Each line in the listing below that contains "always" should be returned.

## [Task material]
++++++++++++++++++++
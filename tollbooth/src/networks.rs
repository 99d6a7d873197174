//! Registry mapping legacy (V1) network names to CAIP-2 identifiers.
//!
//! V1 messages carry human-readable names like `"base-sepolia"` while V2
//! uses CAIP-2 ids like `"eip155:84532"`. Chain crates export
//! [`NetworkInfo`] slices; applications assemble a [`NetworkRegistry`] from
//! them at startup.

use std::collections::HashMap;

/// A known network: legacy name plus CAIP-2 components.
#[derive(Debug, Clone, Copy, PartialEq, Eq)]
pub struct NetworkInfo {
    /// Legacy network name (e.g., `"base-sepolia"`).
    pub name: &'static str,
    /// CAIP-2 namespace (e.g., `"eip155"`).
    pub namespace: &'static str,
    /// Chain reference (e.g., `"84532"`).
    pub reference: &'static str,
}

impl NetworkInfo {
    /// Returns the CAIP-2 identifier, `namespace:reference`.
    #[must_use]
    pub fn caip2(&self) -> String {
        format!("{}:{}", self.namespace, self.reference)
    }
}

/// Bidirectional map between legacy names and CAIP-2 identifiers.
#[derive(Debug, Clone, Default)]
pub struct NetworkRegistry {
    name_to_caip2: HashMap<&'static str, String>,
    caip2_to_name: HashMap<String, &'static str>,
}

impl NetworkRegistry {
    /// Creates an empty registry.
    #[must_use]
    pub fn new() -> Self {
        Self::default()
    }

    /// Creates a registry pre-populated from a network slice.
    #[must_use]
    pub fn from_networks(networks: &[NetworkInfo]) -> Self {
        let mut registry = Self::new();
        registry.register(networks);
        registry
    }

    /// Registers additional networks.
    pub fn register(&mut self, networks: &[NetworkInfo]) {
        for info in networks {
            self.name_to_caip2.insert(info.name, info.caip2());
            self.caip2_to_name.insert(info.caip2(), info.name);
        }
    }

    /// Builder-style registration.
    #[must_use]
    pub fn with_networks(mut self, networks: &[NetworkInfo]) -> Self {
        self.register(networks);
        self
    }

    /// Looks up a CAIP-2 id by legacy name.
    #[must_use]
    pub fn caip2_by_name(&self, name: &str) -> Option<&str> {
        self.name_to_caip2.get(name).map(String::as_str)
    }

    /// Looks up a legacy name by CAIP-2 id.
    #[must_use]
    pub fn name_by_caip2(&self, caip2: &str) -> Option<&'static str> {
        self.caip2_to_name.get(caip2).copied()
    }

    /// Returns the number of registered networks.
    #[must_use]
    pub fn len(&self) -> usize {
        self.name_to_caip2.len()
    }

    /// Returns `true` when no networks are registered.
    #[must_use]
    pub fn is_empty(&self) -> bool {
        self.name_to_caip2.is_empty()
    }
}

#[cfg(test)]
mod tests {
    use super::*;

    const NETWORKS: &[NetworkInfo] = &[
        NetworkInfo {
            name: "base-sepolia",
            namespace: "eip155",
            reference: "84532",
        },
        NetworkInfo {
            name: "base",
            namespace: "eip155",
            reference: "8453",
        },
    ];

    #[test]
    fn lookups_work_both_ways() {
        let registry = NetworkRegistry::from_networks(NETWORKS);
        assert_eq!(registry.caip2_by_name("base"), Some("eip155:8453"));
        assert_eq!(registry.name_by_caip2("eip155:84532"), Some("base-sepolia"));
        assert_eq!(registry.caip2_by_name("unknown"), None);
        assert_eq!(registry.len(), 2);
    }
}
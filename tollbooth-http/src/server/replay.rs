//! Idempotent replay cache for the `payment-identifier` extension.
//!
//! Keyed by the client-minted payment id. Identifiers carry no cryptographic
//! binding, so each entry also records the exact payment header bytes and
//! the verified payer: a byte-identical retry replays without any crypto,
//! and a differing payload replays only when verification yields the same
//! payer. Anything else is processed as a fresh payment.

use dashmap::DashMap;
use http::StatusCode;

/// A settled response retained for replay.
#[derive(Debug, Clone)]
pub struct CachedResponse {
    /// The exact payment header value that settled first.
    pub header_value: String,
    /// The verified payer address.
    pub payer: String,
    /// Response status.
    pub status: StatusCode,
    /// Content type of the cached body.
    pub content_type: Option<String>,
    /// The settlement receipt header value.
    pub receipt: String,
    /// Buffered response body.
    pub body: Vec<u8>,
}

/// In-memory replay store, bounded by entry count.
///
/// TTL and persistence are deployment choices layered on top; the default
/// keeps entries until the bound evicts inserts.
#[derive(Debug)]
pub struct ReplayCache {
    entries: DashMap<String, CachedResponse>,
    capacity: usize,
}

impl Default for ReplayCache {
    fn default() -> Self {
        Self::new(10_000)
    }
}

impl ReplayCache {
    /// Creates a cache bounded to `capacity` entries.
    #[must_use]
    pub fn new(capacity: usize) -> Self {
        Self {
            entries: DashMap::new(),
            capacity,
        }
    }

    /// Looks up the settled response for a payment id.
    #[must_use]
    pub fn get(&self, id: &str) -> Option<CachedResponse> {
        self.entries.get(id).map(|e| e.clone())
    }

    /// Records the first settled response for a payment id.
    ///
    /// Later inserts under the same id are ignored: the first fully settled
    /// request owns the id. Inserts beyond capacity are dropped.
    pub fn store(&self, id: &str, response: CachedResponse) {
        if self.entries.len() >= self.capacity {
            return;
        }
        self.entries.entry(id.to_owned()).or_insert(response);
    }

    /// Number of cached responses.
    #[must_use]
    pub fn len(&self) -> usize {
        self.entries.len()
    }

    /// Returns `true` when nothing is cached.
    #[must_use]
    pub fn is_empty(&self) -> bool {
        self.entries.is_empty()
    }
}

#[cfg(test)]
mod tests {
    use super::*;

    fn cached(payer: &str) -> CachedResponse {
        CachedResponse {
            header_value: "abc".into(),
            payer: payer.into(),
            status: StatusCode::OK,
            content_type: Some("application/json".into()),
            receipt: "receipt".into(),
            body: b"{}".to_vec(),
        }
    }

    #[test]
    fn first_settlement_owns_the_id() {
        let cache = ReplayCache::new(10);
        cache.store("pay_1234567890123456", cached("0xfirst"));
        cache.store("pay_1234567890123456", cached("0xsecond"));
        assert_eq!(cache.get("pay_1234567890123456").unwrap().payer, "0xfirst");
    }

    #[test]
    fn capacity_bounds_inserts() {
        let cache = ReplayCache::new(1);
        cache.store("id_aaaaaaaaaaaaaaaa", cached("0xa"));
        cache.store("id_bbbbbbbbbbbbbbbb", cached("0xb"));
        assert_eq!(cache.len(), 1);
        assert!(cache.get("id_bbbbbbbbbbbbbbbb").is_none());
    }
}
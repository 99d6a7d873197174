//! Hyperliquid `sendAsset` action wire types and EIP-712 hashing.
//!
//! The user-signed type name (`HyperliquidTransaction:SendAsset`) contains a
//! colon, which Solidity identifiers cannot carry, so the typed-data hash is
//! assembled by hand from the EIP-712 primitives.

use alloy_primitives::{B256, U256, keccak256};
use alloy_sol_types::Eip712Domain;
use serde::{Deserialize, Serialize};
use std::time::SystemTime;

/// The EIP-155 chain id Hyperliquid actions are signed under, as the wire
/// string.
pub const SIGNATURE_CHAIN_ID_HEX: &str = "0x3e7";

/// The numeric form of [`SIGNATURE_CHAIN_ID_HEX`].
pub const SIGNATURE_CHAIN_ID: u64 = 999;

/// A spot-to-spot `sendAsset` action.
///
/// Field values are normalized before signing: the destination is
/// lowercased, and the amount is a fixed 8-decimal string.
#[derive(Debug, Clone, PartialEq, Eq, Serialize, Deserialize)]
#[serde(rename_all = "camelCase")]
pub struct SendAssetAction {
    /// Action discriminator, always `"sendAsset"`.
    #[serde(rename = "type")]
    pub kind: String,

    /// `"Mainnet"` or `"Testnet"`.
    pub hyperliquid_chain: String,

    /// Signature chain id as a hex string (`"0x3e7"`).
    pub signature_chain_id: String,

    /// Recipient address, lowercased.
    pub destination: String,

    /// Source DEX, always `"spot"` for payments.
    pub source_dex: String,

    /// Destination DEX, always `"spot"` for payments.
    pub destination_dex: String,

    /// Token identifier (e.g., `"USDH:0x54e00a5988577cb0b0c9ab0cb6ef7f4b"`).
    pub token: String,

    /// Amount as a fixed 8-decimal string (e.g., `"0.01000000"`).
    pub amount: String,

    /// Sub-account qualifier, empty for main accounts.
    pub from_sub_account: String,

    /// Millisecond timestamp, doubling as the action nonce.
    pub nonce: u64,
}

impl SendAssetAction {
    /// Builds a normalized payment action.
    #[must_use]
    pub fn payment(
        is_mainnet: bool,
        destination: &str,
        token: impl Into<String>,
        amount: impl Into<String>,
        nonce: u64,
    ) -> Self {
        Self {
            kind: "sendAsset".into(),
            hyperliquid_chain: if is_mainnet { "Mainnet" } else { "Testnet" }.into(),
            signature_chain_id: SIGNATURE_CHAIN_ID_HEX.into(),
            destination: destination.to_lowercase(),
            source_dex: "spot".into(),
            destination_dex: "spot".into(),
            token: token.into(),
            amount: amount.into(),
            from_sub_account: String::new(),
            nonce,
        }
    }

    /// Computes the EIP-712 digest the payer signs.
    #[must_use]
    pub fn signing_hash(&self) -> B256 {
        let domain = signing_domain();
        let mut buf = Vec::with_capacity(2 + 32 + 32);
        buf.extend_from_slice(&[0x19, 0x01]);
        buf.extend_from_slice(domain.separator().as_slice());
        buf.extend_from_slice(self.struct_hash().as_slice());
        keccak256(&buf)
    }

    /// `hashStruct` over the `HyperliquidTransaction:SendAsset` type.
    fn struct_hash(&self) -> B256 {
        let type_hash = keccak256(
            b"HyperliquidTransaction:SendAsset(string hyperliquidChain,string destination,\
string sourceDex,string destinationDex,string token,string amount,\
string fromSubAccount,uint64 nonce)",
        );
        let mut encoded = Vec::with_capacity(32 * 9);
        encoded.extend_from_slice(type_hash.as_slice());
        for field in [
            &self.hyperliquid_chain,
            &self.destination,
            &self.source_dex,
            &self.destination_dex,
            &self.token,
            &self.amount,
            &self.from_sub_account,
        ] {
            encoded.extend_from_slice(keccak256(field.as_bytes()).as_slice());
        }
        encoded.extend_from_slice(&U256::from(self.nonce).to_be_bytes::<32>());
        keccak256(&encoded)
    }
}

/// The fixed signing domain for Hyperliquid user-signed actions.
#[must_use]
pub fn signing_domain() -> Eip712Domain {
    alloy_sol_types::eip712_domain! {
        name: "HyperliquidSignTransaction",
        version: "1",
        chain_id: SIGNATURE_CHAIN_ID,
        verifying_contract: alloy_primitives::Address::ZERO,
    }
}

/// An r/s/v signature over a [`SendAssetAction`].
#[derive(Debug, Clone, PartialEq, Eq, Serialize, Deserialize)]
pub struct ActionSignature {
    /// Signature `r` component, 0x-prefixed hex.
    pub r: String,
    /// Signature `s` component, 0x-prefixed hex.
    pub s: String,
    /// Recovery id, 27 or 28.
    pub v: u64,
}

/// Current wall clock in milliseconds, used as the action nonce.
///
/// # Panics
///
/// Panics if the system clock is set before the Unix epoch.
#[must_use]
pub fn now_millis() -> u64 {
    let millis = SystemTime::now()
        .duration_since(SystemTime::UNIX_EPOCH)
        .expect("system clock before Unix epoch")
        .as_millis();
    u64::try_from(millis).unwrap_or(u64::MAX)
}

#[cfg(test)]
mod tests {
    use super::*;

    #[test]
    fn payment_action_is_normalized() {
        let action = SendAssetAction::payment(
            true,
            "0xAbCdEf0123456789AbCdEf0123456789AbCdEf01",
            "USDH:0x54e00a5988577cb0b0c9ab0cb6ef7f4b",
            "0.01000000",
            1_700_000_000_000,
        );
        assert_eq!(action.kind, "sendAsset");
        assert_eq!(action.hyperliquid_chain, "Mainnet");
        assert_eq!(action.signature_chain_id, "0x3e7");
        assert_eq!(
            action.destination,
            "0xabcdef0123456789abcdef0123456789abcdef01"
        );
        assert_eq!(action.source_dex, "spot");
        assert_eq!(action.destination_dex, "spot");
        assert_eq!(action.from_sub_account, "");
    }

    #[test]
    fn wire_names_are_camel_case() {
        let action = SendAssetAction::payment(false, "0xab", "USDH:0x1", "1.00000000", 5);
        let json = serde_json::to_value(&action).unwrap();
        assert_eq!(json["type"], "sendAsset");
        assert_eq!(json["hyperliquidChain"], "Testnet");
        assert_eq!(json["signatureChainId"], "0x3e7");
        assert_eq!(json["fromSubAccount"], "");
        assert_eq!(json["nonce"], 5);
    }

    #[test]
    fn signing_hash_depends_on_every_field() {
        let base = SendAssetAction::payment(true, "0xab", "USDH:0x1", "1.00000000", 5);
        let mut other = base.clone();
        other.amount = "2.00000000".into();
        assert_ne!(base.signing_hash(), other.signing_hash());

        let mut other = base.clone();
        other.nonce = 6;
        assert_ne!(base.signing_hash(), other.signing_hash());

        assert_eq!(base.signing_hash(), base.clone().signing_hash());
    }
}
++++++++++++++++++++
## [Response area]
    /// Action discriminator, always `"sendAsset"`.
    /// Source DEX, always `"spot"` for payments.
    /// Destination DEX, always `"spot"` for payments.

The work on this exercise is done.